Odd Wisconsin: State's senator launched nation's first Earth Day
Earth Day has been a national observance for so long that an entire generation might easily overlook its local origins. Wisconsin Sen. Gaylord Nelson launched the country's first Earth Day on April 22, 1970.
Office memos detailing his schedule that week were recently made public for the first time at wisconsinhistory.org. Nelson's itinerary opened on a Monday night with the header, "BLAST OFF!" and goes on to describe visits to 11 cities in 72 hours.
Over the next four days he gave more than a dozen speeches or press conferences and appeared on national television three times.
On Tuesday night, he checked into the Red Carpet Inn on Milwaukee's south side, having spoken to the UAW in Atlantic City, the Massachusetts Legislature in Boston and student rallies in Madison and Milwaukee. Nelson's calendar at the end of the first day simply reads, "SLEEP! What's that?"
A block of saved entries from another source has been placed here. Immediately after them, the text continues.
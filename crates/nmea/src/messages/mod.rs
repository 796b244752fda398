mod gll;
mod rmc;
mod zda;

pub use gll::*;
pub use rmc::*;
pub use zda::*;
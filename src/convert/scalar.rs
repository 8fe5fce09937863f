//! # Scalar Kinds and Values
//!
//! The primitive vocabulary of the wire format. [`ScalarKind`] enumerates the
//! shapes the specialized code paths know how to parse and format directly;
//! [`ScalarValue`] is the widened storage those paths exchange with the typed
//! packet glue; [`WireScalar`] ties a concrete Rust type to its kind.
//!
//! Formatting is invariant: integers and floats render through `Display`
//! (locale-independent, round-trippable), booleans render as `1`/`0`. The
//! shared parse helpers live here once and are called by every generated
//! fragment rather than being duplicated per field.

use crate::error::{ProtocolError, Result};

/// The primitive shapes with specialized parse/format paths.
#[derive(Debug, Clone, Copy, PartialEq, Eq, Hash, serde::Serialize, serde::Deserialize)]
pub enum ScalarKind {
    Bool,
    I8,
    I16,
    I32,
    I64,
    U8,
    U16,
    U32,
    U64,
    F32,
    F64,
    Text,
}

impl ScalarKind {
    /// Converter identity used in diagnostics.
    pub fn name(self) -> &'static str {
        match self {
            ScalarKind::Bool => "bool",
            ScalarKind::I8 => "i8",
            ScalarKind::I16 => "i16",
            ScalarKind::I32 => "i32",
            ScalarKind::I64 => "i64",
            ScalarKind::U8 => "u8",
            ScalarKind::U16 => "u16",
            ScalarKind::U32 => "u32",
            ScalarKind::U64 => "u64",
            ScalarKind::F32 => "f32",
            ScalarKind::F64 => "f64",
            ScalarKind::Text => "string",
        }
    }

    /// Parse a token's text as this kind. Range checks happen here: `300`
    /// does not parse as `U8` even though it parses as `U16`.
    pub fn parse(self, text: &str) -> Result<ScalarValue> {
        match self {
            ScalarKind::Bool => parse_bool(text).map(ScalarValue::Bool),
            ScalarKind::I8 => parse_number::<i8>(text, self.name()).map(|v| ScalarValue::I64(v.into())),
            ScalarKind::I16 => parse_number::<i16>(text, self.name()).map(|v| ScalarValue::I64(v.into())),
            ScalarKind::I32 => parse_number::<i32>(text, self.name()).map(|v| ScalarValue::I64(v.into())),
            ScalarKind::I64 => parse_number::<i64>(text, self.name()).map(ScalarValue::I64),
            ScalarKind::U8 => parse_number::<u8>(text, self.name()).map(|v| ScalarValue::U64(v.into())),
            ScalarKind::U16 => parse_number::<u16>(text, self.name()).map(|v| ScalarValue::U64(v.into())),
            ScalarKind::U32 => parse_number::<u32>(text, self.name()).map(|v| ScalarValue::U64(v.into())),
            ScalarKind::U64 => parse_number::<u64>(text, self.name()).map(ScalarValue::U64),
            ScalarKind::F32 => parse_number::<f32>(text, self.name()).map(ScalarValue::F32),
            ScalarKind::F64 => parse_number::<f64>(text, self.name()).map(ScalarValue::F64),
            ScalarKind::Text => Ok(ScalarValue::Text(text.to_string())),
        }
    }
}

impl std::fmt::Display for ScalarKind {
    fn fmt(&self, f: &mut std::fmt::Formatter<'_>) -> std::fmt::Result {
        f.write_str(self.name())
    }
}

/// A parsed scalar in widened storage. Narrow integer kinds widen into
/// `I64`/`U64`; the two float widths stay separate so their textual form
/// round-trips exactly.
#[derive(Debug, Clone, PartialEq)]
pub enum ScalarValue {
    Bool(bool),
    I64(i64),
    U64(u64),
    F32(f32),
    F64(f64),
    Text(String),
}

impl ScalarValue {
    /// Render as wire token text. Total for every value.
    pub fn render(&self) -> String {
        match self {
            ScalarValue::Bool(true) => "1".to_string(),
            ScalarValue::Bool(false) => "0".to_string(),
            ScalarValue::I64(v) => v.to_string(),
            ScalarValue::U64(v) => v.to_string(),
            ScalarValue::F32(v) => v.to_string(),
            ScalarValue::F64(v) => v.to_string(),
            ScalarValue::Text(v) => v.clone(),
        }
    }

    /// Storage variant name for shape-mismatch diagnostics.
    pub fn variant_name(&self) -> &'static str {
        match self {
            ScalarValue::Bool(_) => "Bool",
            ScalarValue::I64(_) => "I64",
            ScalarValue::U64(_) => "U64",
            ScalarValue::F32(_) => "F32",
            ScalarValue::F64(_) => "F64",
            ScalarValue::Text(_) => "Text",
        }
    }
}

/// Ties a concrete Rust type to its [`ScalarKind`] and widened storage.
///
/// Implemented for the primitive types the specialized fragments handle;
/// enums and consumer types go through the converter repository instead.
pub trait WireScalar: Sized + Clone + Send + Sync + 'static {
    const KIND: ScalarKind;

    fn to_scalar(&self) -> ScalarValue;

    /// Narrow widened storage back into the concrete type.
    ///
    /// # Errors
    /// A storage or range mismatch here means a definition's declared kind
    /// disagrees with the struct's field type, so this reports
    /// [`ProtocolError::Definition`] rather than a conversion error.
    fn from_scalar(value: ScalarValue) -> Result<Self>;
}

macro_rules! impl_wire_scalar_int {
    ($($ty:ty => $kind:ident / $store:ident via $wide:ty),* $(,)?) => {$(
        impl WireScalar for $ty {
            const KIND: ScalarKind = ScalarKind::$kind;

            fn to_scalar(&self) -> ScalarValue {
                ScalarValue::$store(<$wide>::from(*self))
            }

            fn from_scalar(value: ScalarValue) -> Result<Self> {
                match value {
                    ScalarValue::$store(v) => <$ty>::try_from(v).map_err(|_| {
                        ProtocolError::Definition(format!(
                            "value {v} does not fit in declared field type `{}`",
                            stringify!($ty)
                        ))
                    }),
                    other => Err(storage_mismatch(stringify!($ty), &other)),
                }
            }
        }
    )*};
}

impl_wire_scalar_int! {
    i8  => I8  / I64 via i64,
    i16 => I16 / I64 via i64,
    i32 => I32 / I64 via i64,
    i64 => I64 / I64 via i64,
    u8  => U8  / U64 via u64,
    u16 => U16 / U64 via u64,
    u32 => U32 / U64 via u64,
    u64 => U64 / U64 via u64,
}

impl WireScalar for bool {
    const KIND: ScalarKind = ScalarKind::Bool;

    fn to_scalar(&self) -> ScalarValue {
        ScalarValue::Bool(*self)
    }

    fn from_scalar(value: ScalarValue) -> Result<Self> {
        match value {
            ScalarValue::Bool(v) => Ok(v),
            other => Err(storage_mismatch("bool", &other)),
        }
    }
}

impl WireScalar for f32 {
    const KIND: ScalarKind = ScalarKind::F32;

    fn to_scalar(&self) -> ScalarValue {
        ScalarValue::F32(*self)
    }

    fn from_scalar(value: ScalarValue) -> Result<Self> {
        match value {
            ScalarValue::F32(v) => Ok(v),
            other => Err(storage_mismatch("f32", &other)),
        }
    }
}

impl WireScalar for f64 {
    const KIND: ScalarKind = ScalarKind::F64;

    fn to_scalar(&self) -> ScalarValue {
        ScalarValue::F64(*self)
    }

    fn from_scalar(value: ScalarValue) -> Result<Self> {
        match value {
            ScalarValue::F64(v) => Ok(v),
            other => Err(storage_mismatch("f64", &other)),
        }
    }
}

impl WireScalar for String {
    const KIND: ScalarKind = ScalarKind::Text;

    fn to_scalar(&self) -> ScalarValue {
        ScalarValue::Text(self.clone())
    }

    fn from_scalar(value: ScalarValue) -> Result<Self> {
        match value {
            ScalarValue::Text(v) => Ok(v),
            other => Err(storage_mismatch("String", &other)),
        }
    }
}

/// Parse the wire boolean encoding: `1` is true, `0` is false, anything else
/// fails. The null sentinel is intercepted by the nullable layer before this
/// runs, so it is plain conversion failure here.
pub fn parse_bool(text: &str) -> Result<bool> {
    match text {
        "1" => Ok(true),
        "0" => Ok(false),
        _ => Err(could_not_convert(text, "bool")),
    }
}

fn parse_number<T: std::str::FromStr>(text: &str, converter: &'static str) -> Result<T> {
    text.parse::<T>()
        .map_err(|_| could_not_convert(text, converter))
}

pub(crate) fn could_not_convert(token: &str, converter: &str) -> ProtocolError {
    ProtocolError::CouldNotConvert {
        token: token.to_string(),
        converter: converter.to_string(),
    }
}

fn storage_mismatch(expected: &str, got: &ScalarValue) -> ProtocolError {
    ProtocolError::Definition(format!(
        "declared field type `{expected}` received {} storage",
        got.variant_name()
    ))
}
On Wednesday, the first Earth Day, Nelson traveled from Milwaukee to Chicago, then Denver and Berkeley, where he spent the night in a Holiday Inn after addressing crowds all day. His speech in Denver, covered by CBS news, included these reflections on the day's significance:
"It may be the birth date of a new American ethic that rejects the frontier philosophy that the continent was put here for our plunder, and accepts the idea that even urbanizing, affluent, mobile societies such as ours are interdependent with the fragile, but life-sustaining systems of the air, the water, the land."